Claim 10 is rejected under 35 U.S.C. 103 as being unpatentable over Xu et al. U.S. Publication No. 2023/0042208 A1 as applied to claim 9 above, and further in view of Rao et al. U.S. Publication No. 2022/0222469 A1.
- With regards to claim 10, Xu et al. disclose a system for recognition of one or more herbs of claim 9, wherein the prediction module is configured to utilise a deep convolutional neural network for feature extraction and prediction. (Xu et al., Pg. 3 ¶ 0047, Pg. 4 ¶ 0051 - 0053, Pg. 5 ¶ 0058, Pg. 6 ¶ 0060 - 0062) Xu et al. fail to disclose explicitly an EfficientNet model. Pertaining to analogous art, Rao et al. disclose wherein the prediction module is configured to utilise an EfficientNet model for feature extraction and prediction. (Rao et al., Figs. 1 - 6, Pg. 5 ¶ 0061, Pg. 9 ¶ 0095 - 0097) Xu et al. and Rao et al. are combinable because they are all directed towards image processing systems that utilize neural networks to classify imaged objects. It would have been obvious to one of ordinary skill in the art before the effective filing date of the claimed invention to modify the modified teachings of Xu et al. with the teachings of Rao et al. This modification would have been prompted in order to substitute the deep convolutional neural network of Xu et al. for the EfficientNet model of Rao et al.

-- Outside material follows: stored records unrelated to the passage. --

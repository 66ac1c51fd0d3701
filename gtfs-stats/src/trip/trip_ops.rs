//! derivation of per-trip geometry: traveled distance via the projected
//! shape polyline with a stop-to-stop fallback, and the loop test.

use std::collections::HashMap;

use crate::model::{Shape, Stop, Trip};
use crate::projection::{projection_ops, FeedProjector, PlanarPoint};
use crate::report::{StatsReport, Warning};
use crate::trip::distance_policy::TripDistancePolicy;

/// first and last stop closer than this are considered the same place,
/// making the trip a loop.
const LOOP_THRESHOLD_METERS: f64 = 400.0;

/// projected length of a shape polyline in meters, or None when fewer than
/// two of its points are usable. under `HintsPreferred`, cumulative
/// dist_traveled hints covering both endpoints short-circuit projection.
/// unusable points are skipped and reported, not fatal.
pub fn shape_length(
    shape: &Shape,
    projector: &FeedProjector,
    policy: &TripDistancePolicy,
    report: &mut StatsReport,
) -> Option<uom::si::f64::Length> {
    if matches!(policy, TripDistancePolicy::HintsPreferred) {
        if let Some(length) = length_from_hints(shape) {
            return Some(length);
        }
    }
    let mut points: Vec<PlanarPoint> = Vec::with_capacity(shape.points.len());
    for shape_point in shape.points.iter() {
        match projector.project(&shape_point.point()) {
            Ok(planar) => points.push(planar),
            Err(_) => report.push(Warning::InvalidCoordinate {
                location: format!("shape '{}' point {}", shape.shape_id, shape_point.sequence),
                lon: shape_point.lon,
                lat: shape_point.lat,
            }),
        }
    }
    if points.len() < 2 {
        return None;
    }
    Some(projection_ops::planar_length(&points))
}

fn length_from_hints(shape: &Shape) -> Option<uom::si::f64::Length> {
    let first = shape.points.first()?.dist_traveled?;
    let last = shape.points.last()?.dist_traveled?;
    let meters = last - first;
    if !meters.is_finite() || meters < 0.0 {
        return None;
    }
    Some(uom::si::f64::Length::new::<uom::si::length::meter>(meters))
}

/// cumulative straight-line distance between the trip's stops in visit
/// order, or None when fewer than two stop locations are usable. stops
/// absent from the stops table are reported; stops whose coordinates were
/// rejected during projection have been reported already and are skipped.
pub fn stop_path_length(
    trip: &Trip,
    stops: &HashMap<&str, &Stop>,
    planar_stops: &HashMap<String, PlanarPoint>,
    report: &mut StatsReport,
) -> Option<uom::si::f64::Length> {
    for stop_time in trip.stop_times.iter() {
        let known = planar_stops.contains_key(&stop_time.stop_id)
            || stops.contains_key(stop_time.stop_id.as_str());
        if !known {
            report.push(Warning::UnknownStop {
                trip_id: trip.trip_id.clone(),
                stop_id: stop_time.stop_id.clone(),
            });
        }
    }
    let points = usable_stop_points(trip, planar_stops);
    if points.len() < 2 {
        return None;
    }
    Some(projection_ops::planar_length(&points))
}

/// a trip's traveled distance in meters. the shape polyline wins when it is
/// usable; otherwise stop-to-stop distance approximates the path; a trip
/// with fewer than two usable points in either source contributes zero
/// distance and a `DegenerateTripGeometry` warning.
pub fn trip_distance(
    trip: &Trip,
    shape_lengths: &HashMap<String, Option<uom::si::f64::Length>>,
    stops: &HashMap<&str, &Stop>,
    planar_stops: &HashMap<String, PlanarPoint>,
    report: &mut StatsReport,
) -> uom::si::f64::Length {
    if let Some(shape_id) = &trip.shape_id {
        match shape_lengths.get(shape_id) {
            Some(Some(length)) => return *length,
            // known shape without usable geometry: already reported once,
            // fall through to the stop path
            Some(None) => {}
            None => report.push(Warning::UnknownShape {
                trip_id: trip.trip_id.clone(),
                shape_id: shape_id.clone(),
            }),
        }
    }
    match stop_path_length(trip, stops, planar_stops, report) {
        Some(length) => length,
        None => {
            report.push(Warning::DegenerateTripGeometry {
                trip_id: trip.trip_id.clone(),
            });
            uom::si::f64::Length::new::<uom::si::length::meter>(0.0)
        }
    }
}

/// whether the trip returns to (the vicinity of) its first stop.
pub fn is_loop(trip: &Trip, planar_stops: &HashMap<String, PlanarPoint>) -> bool {
    let points = usable_stop_points(trip, planar_stops);
    match (points.first(), points.last()) {
        (Some(first), Some(last)) if points.len() >= 2 => {
            first.distance(last) < LOOP_THRESHOLD_METERS
        }
        _ => false,
    }
}

/// planar locations of the trip's stops in visit order, skipping stops
/// without a usable projected coordinate.
fn usable_stop_points(
    trip: &Trip,
    planar_stops: &HashMap<String, PlanarPoint>,
) -> Vec<PlanarPoint> {
    trip.stop_times
        .iter()
        .filter_map(|stop_time| planar_stops.get(&stop_time.stop_id).copied())
        .collect()
}
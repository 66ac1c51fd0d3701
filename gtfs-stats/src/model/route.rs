use serde::{Deserialize, Serialize};

/// transit mode of a route, following the GTFS route_type vocabulary.
/// extended route type codes are carried through as `Other`.
#[derive(Serialize, Deserialize, Debug, Clone, Copy, PartialEq, Eq, Hash)]
#[serde(rename_all = "snake_case")]
pub enum RouteMode {
    Tramway,
    Subway,
    Rail,
    Bus,
    Ferry,
    CableCar,
    Gondola,
    Funicular,
    Coach,
    Air,
    Taxi,
    Other(i32),
}

/// a transit route. trips reference their owning route by identifier.
#[derive(Serialize, Deserialize, Debug, Clone, PartialEq)]
pub struct Route {
    pub route_id: String,
    pub short_name: Option<String>,
    pub long_name: Option<String>,
    pub mode: RouteMode,
}

impl Route {
    pub fn new(route_id: &str, short_name: Option<&str>, mode: RouteMode) -> Route {
        Route {
            route_id: route_id.to_string(),
            short_name: short_name.map(String::from),
            long_name: None,
            mode,
        }
    }
}
use geo::Coord;
use serde::{Deserialize, Serialize};

/// a position in the feed-local planar coordinate system, in meters east (x)
/// and north (y) of the projection origin.
#[derive(Serialize, Deserialize, Debug, Clone, Copy, PartialEq)]
pub struct PlanarPoint {
    pub x: f64,
    pub y: f64,
}

impl PlanarPoint {
    pub fn new(x: f64, y: f64) -> PlanarPoint {
        PlanarPoint { x, y }
    }

    /// straight-line distance to another planar point, in meters.
    pub fn distance(&self, other: &PlanarPoint) -> f64 {
        (other.x - self.x).hypot(other.y - self.y)
    }
}

impl From<PlanarPoint> for Coord<f64> {
    fn from(point: PlanarPoint) -> Coord<f64> {
        Coord {
            x: point.x,
            y: point.y,
        }
    }
}
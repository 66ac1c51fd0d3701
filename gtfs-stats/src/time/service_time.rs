use std::fmt::Display;

use serde::{Deserialize, Serialize};

use crate::time::time_error::TimeError;

/// a GTFS time of day measured in whole seconds since service midnight.
///
/// GTFS times are written HH:MM:SS where the hour may exceed 23 in order to
/// represent service running past midnight within the same service day
/// (25:30:00 is "1:30 am the next morning" on this service day). values are
/// kept on a single linear axis so that arithmetic and ordering never wrap
/// at 24 hours.
#[derive(
    Serialize, Deserialize, Debug, Clone, Copy, PartialEq, Eq, PartialOrd, Ord, Hash, Default,
)]
#[serde(transparent)]
pub struct ServiceTime(u32);

impl ServiceTime {
    pub const fn from_seconds(seconds: u32) -> ServiceTime {
        ServiceTime(seconds)
    }

    pub const fn as_seconds(&self) -> u32 {
        self.0
    }

    /// parses an HH:MM:SS string where HH has one or more digits and may
    /// exceed 23 (at least two full service days are representable). minutes
    /// and seconds must be exactly two digits below 60.
    pub fn parse(text: &str) -> Result<ServiceTime, TimeError> {
        let malformed = || TimeError::MalformedTime(text.to_string());
        let mut fields = text.trim().split(':');
        let (h, m, s) = match (fields.next(), fields.next(), fields.next(), fields.next()) {
            (Some(h), Some(m), Some(s), None) => (h, m, s),
            _ => return Err(malformed()),
        };
        if h.is_empty() || m.len() != 2 || s.len() != 2 {
            return Err(malformed());
        }
        for field in [h, m, s] {
            if !field.bytes().all(|b| b.is_ascii_digit()) {
                return Err(malformed());
            }
        }
        let hours: u32 = h.parse().map_err(|_| malformed())?;
        let minutes: u32 = m.parse().map_err(|_| malformed())?;
        let seconds: u32 = s.parse().map_err(|_| malformed())?;
        if minutes > 59 || seconds > 59 {
            return Err(malformed());
        }
        let total = hours
            .checked_mul(3600)
            .and_then(|t| t.checked_add(minutes * 60))
            .and_then(|t| t.checked_add(seconds))
            .ok_or_else(malformed)?;
        Ok(ServiceTime(total))
    }

    /// signed difference in seconds from this time to `later`. the result is
    /// negative when `later` precedes `self`; no modulo-24h wrapping occurs,
    /// so a span crossing midnight (23:30:00 to 24:15:00) stays positive.
    pub fn seconds_until(&self, later: &ServiceTime) -> i64 {
        i64::from(later.0) - i64::from(self.0)
    }
}

impl Display for ServiceTime {
    fn fmt(&self, f: &mut std::fmt::Formatter<'_>) -> std::fmt::Result {
        let hours = self.0 / 3600;
        let minutes = (self.0 % 3600) / 60;
        let seconds = self.0 % 60;
        write!(f, "{hours:02}:{minutes:02}:{seconds:02}")
    }
}

#[cfg(test)]
mod test {
    use super::ServiceTime;
    use crate::time::TimeError;

    #[test]
    fn test_parse_morning_time() {
        let time = ServiceTime::parse("08:30:00").expect("should parse");
        assert_eq!(time.as_seconds(), 30600);
    }

    #[test]
    fn test_parse_single_digit_hour() {
        let time = ServiceTime::parse("8:05:09").expect("should parse");
        assert_eq!(time.as_seconds(), 8 * 3600 + 5 * 60 + 9);
    }

    #[test]
    fn test_parse_rollover_times() {
        let midnight = ServiceTime::parse("24:00:00").expect("should parse");
        assert_eq!(midnight.as_seconds(), 86400);
        let late = ServiceTime::parse("25:30:00").expect("should parse");
        assert_eq!(late.as_seconds(), 91800);
        let two_days = ServiceTime::parse("47:59:59").expect("should parse");
        assert_eq!(two_days.as_seconds(), 47 * 3600 + 59 * 60 + 59);
    }

    #[test]
    fn test_parse_rejects_malformed_strings() {
        for bad in [
            "", "08:30", "08:30:00:00", "xx:00:00", "08:61:00", "08:00:61", "08:5:00", "-8:00:00",
            "+8:00:00", "08 30 00",
        ] {
            let result = ServiceTime::parse(bad);
            assert!(
                matches!(result, Err(TimeError::MalformedTime(_))),
                "'{}' should not parse",
                bad
            );
        }
    }

    #[test]
    fn test_difference_is_linear_across_midnight() {
        let start = ServiceTime::parse("23:30:00").expect("should parse");
        let end = ServiceTime::parse("24:15:00").expect("should parse");
        assert_eq!(start.seconds_until(&end), 2700);
        assert_eq!(end.seconds_until(&start), -2700);
    }

    #[test]
    fn test_display_preserves_rollover_hours() {
        let time = ServiceTime::parse("25:30:07").expect("should parse");
        assert_eq!(time.to_string(), "25:30:07");
    }

    #[test]
    fn test_serde_round_trip_as_seconds() {
        let time = ServiceTime::from_seconds(30600);
        let json = serde_json::to_string(&time).expect("should serialize");
        assert_eq!(json, "30600");
        let back: ServiceTime = serde_json::from_str(&json).expect("should deserialize");
        assert_eq!(back, time);
    }
}
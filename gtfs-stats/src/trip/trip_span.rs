use crate::time::ServiceTime;

/// the parsed endpoint times of a trip: both fields of its first and last
/// stop visits. all spans are on the linear service-day axis, so durations
/// crossing midnight stay positive.
#[derive(Debug, Clone, Copy, Default, PartialEq, Eq)]
pub struct TripSpan {
    pub first_arrival: Option<ServiceTime>,
    pub first_departure: Option<ServiceTime>,
    pub last_arrival: Option<ServiceTime>,
    pub last_departure: Option<ServiceTime>,
}

impl TripSpan {
    /// when the vehicle starts running: the first departure, falling back
    /// to the first arrival.
    pub fn start(&self) -> Option<ServiceTime> {
        self.first_departure.or(self.first_arrival)
    }

    /// when the vehicle stops running: the last departure, falling back to
    /// the last arrival.
    pub fn end(&self) -> Option<ServiceTime> {
        self.last_departure.or(self.last_arrival)
    }

    /// signed trip duration in seconds: last departure minus first arrival,
    /// each falling back to its sibling field when absent. None when either
    /// endpoint has no time at all; negative values indicate times that
    /// decrease along the stop sequence.
    pub fn duration_seconds(&self) -> Option<i64> {
        let begin = self.first_arrival.or(self.first_departure)?;
        let finish = self.last_departure.or(self.last_arrival)?;
        Some(begin.seconds_until(&finish))
    }
}

#[cfg(test)]
mod test {
    use super::TripSpan;
    use crate::time::ServiceTime;

    fn time(text: &str) -> Option<ServiceTime> {
        Some(ServiceTime::parse(text).expect("should parse"))
    }

    #[test]
    fn test_duration_crossing_midnight_is_positive() {
        let span = TripSpan {
            first_arrival: time("23:30:00"),
            first_departure: time("23:30:00"),
            last_arrival: time("24:15:00"),
            last_departure: time("24:15:00"),
        };
        assert_eq!(span.duration_seconds(), Some(2700));
    }

    #[test]
    fn test_duration_is_translation_invariant() {
        let base = TripSpan {
            first_arrival: time("08:00:00"),
            first_departure: time("08:01:00"),
            last_arrival: time("08:44:00"),
            last_departure: time("08:45:00"),
        };
        let shifted = TripSpan {
            first_arrival: time("22:00:00"),
            first_departure: time("22:01:00"),
            last_arrival: time("22:44:00"),
            last_departure: time("22:45:00"),
        };
        assert_eq!(span_secs(&base), span_secs(&shifted));

        fn span_secs(span: &TripSpan) -> i64 {
            span.duration_seconds().expect("should have duration")
        }
    }

    #[test]
    fn test_endpoints_fall_back_to_the_other_field() {
        let span = TripSpan {
            first_arrival: None,
            first_departure: time("08:00:00"),
            last_arrival: time("08:30:00"),
            last_departure: None,
        };
        assert_eq!(span.duration_seconds(), Some(1800));
        assert_eq!(span.start(), time("08:00:00"));
        assert_eq!(span.end(), time("08:30:00"));
    }

    #[test]
    fn test_missing_endpoint_yields_no_duration() {
        let span = TripSpan {
            first_arrival: None,
            first_departure: None,
            last_arrival: time("08:30:00"),
            last_departure: time("08:30:00"),
        };
        assert_eq!(span.duration_seconds(), None);
    }
}
use std::collections::HashMap;

use itertools::Itertools;
use serde::{Deserialize, Serialize};

use crate::model::{
    feed_error::FeedError, route::Route, service::CalendarException, service::CalendarPattern,
    shape::Shape, stop::Stop, trip::Trip,
};

/// the six in-memory GTFS tables consumed by statistics computation. the
/// feed is a read-only input: nothing here is mutated by any computation.
///
/// tables are plain row vectors; indexes needed for aggregation are built
/// by the engine. a feed is expected to be loaded by an external parser
/// (or through the `gtfs` feature adapter) and validated once before use.
#[derive(Serialize, Deserialize, Debug, Clone, Default, PartialEq)]
pub struct Feed {
    pub stops: Vec<Stop>,
    pub routes: Vec<Route>,
    pub trips: Vec<Trip>,
    pub shapes: Vec<Shape>,
    pub calendar: Vec<CalendarPattern>,
    pub calendar_dates: Vec<CalendarException>,
}

impl Feed {
    /// checks the structural invariants statistics computation relies on:
    /// the feed has stops and trips at all, and stop times and shape points
    /// come ordered by strictly increasing sequence.
    pub fn validate(&self) -> Result<(), FeedError> {
        if self.stops.is_empty() {
            return Err(FeedError::EmptyFeed(String::from("stops")));
        }
        if self.trips.is_empty() {
            return Err(FeedError::EmptyFeed(String::from("trips")));
        }
        for trip in self.trips.iter() {
            let ordered = trip
                .stop_times
                .iter()
                .tuple_windows()
                .all(|(a, b)| a.stop_sequence < b.stop_sequence);
            if !ordered {
                return Err(FeedError::UnorderedStopTimes {
                    trip_id: trip.trip_id.clone(),
                });
            }
        }
        for shape in self.shapes.iter() {
            let ordered = shape
                .points
                .iter()
                .tuple_windows()
                .all(|(a, b)| a.sequence < b.sequence);
            if !ordered {
                return Err(FeedError::UnorderedShapePoints {
                    shape_id: shape.shape_id.clone(),
                });
            }
        }
        Ok(())
    }

    pub fn stops_by_id(&self) -> HashMap<&str, &Stop> {
        self.stops.iter().map(|s| (s.stop_id.as_str(), s)).collect()
    }

    pub fn routes_by_id(&self) -> HashMap<&str, &Route> {
        self.routes
            .iter()
            .map(|r| (r.route_id.as_str(), r))
            .collect()
    }

    pub fn shapes_by_id(&self) -> HashMap<&str, &Shape> {
        self.shapes
            .iter()
            .map(|s| (s.shape_id.as_str(), s))
            .collect()
    }
}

The EfficientNet model of Rao et al. could be substituted in place of the deep convolutional neural network of Xu et al. using well-known techniques in the art and would likely yield predictable results, in that in the combination an EfficientNet model would be utilized to identify a category of an object, a plant, in the captured image(s). Furthermore, this modification would have been prompted by the teachings and suggestions of Xu et al. that other training and identification models may be utilized and that the second object category identification model may be the same as or different from the first object category identification model, see at least page 4 paragraphs 0051 - 0052 and page 6 paragraph 0062 of Xu et al. This combination could be completed according to well-known techniques in the art and would likely yield predictable results, in that the modified base device of Xu et al. would utilize an EfficientNet model to identify the category of the object, the plant, in the captured image(s). Therefore, it would have been obvious to combine Xu et al. with Rao et al. to obtain the invention as specified in claim 10.
Claim 11 is rejected under 35 U.S.C. 103 as being unpatentable over Xu et al. U.S. Publication No. 2023/0042208 A1 as applied to claim 9 above, and further in view of Webb et al. U.S. Publication No. 2023/0252791 A1 in view of Schwartz et al. U.S. Publication No. 2021/0319263 A1.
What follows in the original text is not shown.